→ **Work required**
From the entries below, pull out each line where "CreateMenuItemDto" appears.

[Records from a collection]
------------------------------------------------------------------------

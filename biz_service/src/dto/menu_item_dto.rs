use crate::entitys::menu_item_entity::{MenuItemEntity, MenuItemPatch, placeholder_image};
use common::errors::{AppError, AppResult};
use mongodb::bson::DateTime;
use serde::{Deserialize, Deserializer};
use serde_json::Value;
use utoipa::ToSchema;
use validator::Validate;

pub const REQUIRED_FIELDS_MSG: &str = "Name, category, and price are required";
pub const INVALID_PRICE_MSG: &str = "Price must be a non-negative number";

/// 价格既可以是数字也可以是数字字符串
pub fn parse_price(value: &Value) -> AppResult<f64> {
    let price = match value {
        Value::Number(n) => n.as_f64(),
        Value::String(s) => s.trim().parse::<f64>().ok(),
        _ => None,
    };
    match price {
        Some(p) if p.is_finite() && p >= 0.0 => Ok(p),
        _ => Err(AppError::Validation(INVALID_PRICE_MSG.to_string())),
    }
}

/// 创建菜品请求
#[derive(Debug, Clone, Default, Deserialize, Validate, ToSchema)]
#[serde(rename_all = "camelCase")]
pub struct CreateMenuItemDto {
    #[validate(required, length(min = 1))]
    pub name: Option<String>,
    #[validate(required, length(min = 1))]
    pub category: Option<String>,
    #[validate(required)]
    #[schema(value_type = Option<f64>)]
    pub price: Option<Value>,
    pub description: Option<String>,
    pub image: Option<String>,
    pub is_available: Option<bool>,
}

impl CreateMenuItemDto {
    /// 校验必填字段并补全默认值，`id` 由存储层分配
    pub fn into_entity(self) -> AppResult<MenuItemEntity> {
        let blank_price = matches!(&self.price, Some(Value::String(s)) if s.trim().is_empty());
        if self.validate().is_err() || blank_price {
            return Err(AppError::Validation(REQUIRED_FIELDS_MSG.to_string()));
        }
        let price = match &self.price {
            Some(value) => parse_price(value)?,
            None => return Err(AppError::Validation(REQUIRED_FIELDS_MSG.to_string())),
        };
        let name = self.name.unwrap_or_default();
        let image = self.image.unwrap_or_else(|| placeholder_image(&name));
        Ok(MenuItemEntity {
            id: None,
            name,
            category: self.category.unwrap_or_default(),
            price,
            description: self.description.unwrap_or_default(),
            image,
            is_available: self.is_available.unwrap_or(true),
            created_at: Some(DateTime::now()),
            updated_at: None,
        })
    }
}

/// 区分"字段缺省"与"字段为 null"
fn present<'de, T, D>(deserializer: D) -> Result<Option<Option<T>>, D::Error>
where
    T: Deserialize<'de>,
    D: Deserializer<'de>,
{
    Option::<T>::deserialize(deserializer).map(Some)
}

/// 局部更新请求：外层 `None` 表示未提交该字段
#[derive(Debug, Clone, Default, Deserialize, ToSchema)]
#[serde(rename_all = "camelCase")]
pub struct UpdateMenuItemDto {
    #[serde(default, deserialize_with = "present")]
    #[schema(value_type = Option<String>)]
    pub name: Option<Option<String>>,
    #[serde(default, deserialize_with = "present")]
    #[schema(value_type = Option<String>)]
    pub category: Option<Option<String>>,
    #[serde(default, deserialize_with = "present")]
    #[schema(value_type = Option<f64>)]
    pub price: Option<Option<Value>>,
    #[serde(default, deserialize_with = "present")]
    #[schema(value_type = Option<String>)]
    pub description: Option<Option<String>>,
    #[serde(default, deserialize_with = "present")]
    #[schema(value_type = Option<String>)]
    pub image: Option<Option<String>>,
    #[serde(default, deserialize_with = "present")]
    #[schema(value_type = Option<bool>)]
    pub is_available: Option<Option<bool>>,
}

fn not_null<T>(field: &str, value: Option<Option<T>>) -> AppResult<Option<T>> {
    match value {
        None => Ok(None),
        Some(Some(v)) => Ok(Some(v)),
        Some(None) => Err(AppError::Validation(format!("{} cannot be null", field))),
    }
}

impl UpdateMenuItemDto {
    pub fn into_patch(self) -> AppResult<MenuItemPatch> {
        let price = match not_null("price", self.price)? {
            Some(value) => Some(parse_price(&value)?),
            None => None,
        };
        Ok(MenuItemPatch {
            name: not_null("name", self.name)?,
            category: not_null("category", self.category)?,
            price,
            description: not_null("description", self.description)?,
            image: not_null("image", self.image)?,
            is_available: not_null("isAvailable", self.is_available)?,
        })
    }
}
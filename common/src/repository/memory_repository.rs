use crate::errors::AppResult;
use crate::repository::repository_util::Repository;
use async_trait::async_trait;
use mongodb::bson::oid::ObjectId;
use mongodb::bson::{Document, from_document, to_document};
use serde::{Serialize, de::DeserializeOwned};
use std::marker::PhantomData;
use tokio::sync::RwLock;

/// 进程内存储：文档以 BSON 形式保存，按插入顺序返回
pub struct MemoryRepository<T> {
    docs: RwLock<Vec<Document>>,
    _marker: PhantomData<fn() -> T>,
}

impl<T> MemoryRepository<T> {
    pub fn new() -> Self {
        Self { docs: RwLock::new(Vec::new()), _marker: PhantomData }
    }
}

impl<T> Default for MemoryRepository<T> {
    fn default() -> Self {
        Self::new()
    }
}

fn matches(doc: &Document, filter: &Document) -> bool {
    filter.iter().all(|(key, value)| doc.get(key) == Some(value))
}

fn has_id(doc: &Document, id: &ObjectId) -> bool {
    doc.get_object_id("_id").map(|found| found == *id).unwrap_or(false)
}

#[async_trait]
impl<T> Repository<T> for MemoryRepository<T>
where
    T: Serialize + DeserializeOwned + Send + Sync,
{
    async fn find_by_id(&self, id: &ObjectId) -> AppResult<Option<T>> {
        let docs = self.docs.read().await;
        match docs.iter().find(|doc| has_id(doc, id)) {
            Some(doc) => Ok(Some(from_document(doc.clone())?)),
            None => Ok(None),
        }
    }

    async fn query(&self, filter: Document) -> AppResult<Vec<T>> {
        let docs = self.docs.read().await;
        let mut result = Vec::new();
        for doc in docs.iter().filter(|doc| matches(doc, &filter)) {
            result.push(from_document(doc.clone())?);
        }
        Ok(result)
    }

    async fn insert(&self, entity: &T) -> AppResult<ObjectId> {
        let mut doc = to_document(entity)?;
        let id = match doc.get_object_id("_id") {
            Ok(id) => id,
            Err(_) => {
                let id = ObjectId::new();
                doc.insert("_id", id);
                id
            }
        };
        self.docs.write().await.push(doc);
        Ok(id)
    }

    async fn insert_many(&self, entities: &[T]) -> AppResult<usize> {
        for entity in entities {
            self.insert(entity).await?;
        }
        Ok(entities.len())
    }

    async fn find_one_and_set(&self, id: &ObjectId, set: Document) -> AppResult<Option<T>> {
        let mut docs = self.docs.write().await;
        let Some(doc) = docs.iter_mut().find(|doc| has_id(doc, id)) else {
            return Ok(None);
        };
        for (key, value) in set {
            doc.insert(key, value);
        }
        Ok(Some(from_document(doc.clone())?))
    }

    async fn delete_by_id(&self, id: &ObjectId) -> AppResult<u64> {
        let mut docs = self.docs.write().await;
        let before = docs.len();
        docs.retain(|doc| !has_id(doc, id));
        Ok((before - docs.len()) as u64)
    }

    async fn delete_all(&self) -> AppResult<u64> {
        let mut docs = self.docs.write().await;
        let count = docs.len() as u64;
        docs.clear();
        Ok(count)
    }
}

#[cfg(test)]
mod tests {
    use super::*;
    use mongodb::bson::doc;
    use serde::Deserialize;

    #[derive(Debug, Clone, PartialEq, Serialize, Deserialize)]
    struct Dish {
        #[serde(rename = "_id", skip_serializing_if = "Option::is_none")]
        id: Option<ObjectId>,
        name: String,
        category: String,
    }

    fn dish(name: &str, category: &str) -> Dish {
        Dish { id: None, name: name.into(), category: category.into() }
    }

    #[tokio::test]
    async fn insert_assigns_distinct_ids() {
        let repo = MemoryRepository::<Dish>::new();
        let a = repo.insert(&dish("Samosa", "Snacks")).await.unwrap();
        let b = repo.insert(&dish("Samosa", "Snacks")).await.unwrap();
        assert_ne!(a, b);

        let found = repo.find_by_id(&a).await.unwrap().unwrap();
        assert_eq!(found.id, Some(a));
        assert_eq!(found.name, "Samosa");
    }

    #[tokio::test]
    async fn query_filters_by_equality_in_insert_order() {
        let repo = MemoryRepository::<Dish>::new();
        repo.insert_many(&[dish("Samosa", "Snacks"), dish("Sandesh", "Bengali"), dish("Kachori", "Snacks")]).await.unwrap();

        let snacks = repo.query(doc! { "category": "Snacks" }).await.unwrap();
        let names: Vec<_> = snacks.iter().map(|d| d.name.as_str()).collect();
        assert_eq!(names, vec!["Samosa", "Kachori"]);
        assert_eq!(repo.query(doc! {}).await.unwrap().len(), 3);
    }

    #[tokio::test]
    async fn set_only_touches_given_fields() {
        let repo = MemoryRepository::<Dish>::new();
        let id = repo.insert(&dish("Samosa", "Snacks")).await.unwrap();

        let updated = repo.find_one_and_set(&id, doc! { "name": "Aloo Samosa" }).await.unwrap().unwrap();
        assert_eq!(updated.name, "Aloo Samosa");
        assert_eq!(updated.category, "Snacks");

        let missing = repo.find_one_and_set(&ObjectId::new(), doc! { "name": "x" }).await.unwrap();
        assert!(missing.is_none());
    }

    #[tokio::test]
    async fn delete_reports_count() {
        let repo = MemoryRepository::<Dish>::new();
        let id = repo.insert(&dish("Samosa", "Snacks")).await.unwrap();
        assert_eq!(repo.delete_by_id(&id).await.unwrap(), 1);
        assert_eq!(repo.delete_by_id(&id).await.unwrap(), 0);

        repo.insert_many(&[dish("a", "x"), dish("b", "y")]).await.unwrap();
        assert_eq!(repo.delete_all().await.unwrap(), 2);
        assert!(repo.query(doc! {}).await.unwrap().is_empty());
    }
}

------------------------------------------------------------------------

→ **Task response**
pub struct CreateMenuItemDto {
impl CreateMenuItemDto {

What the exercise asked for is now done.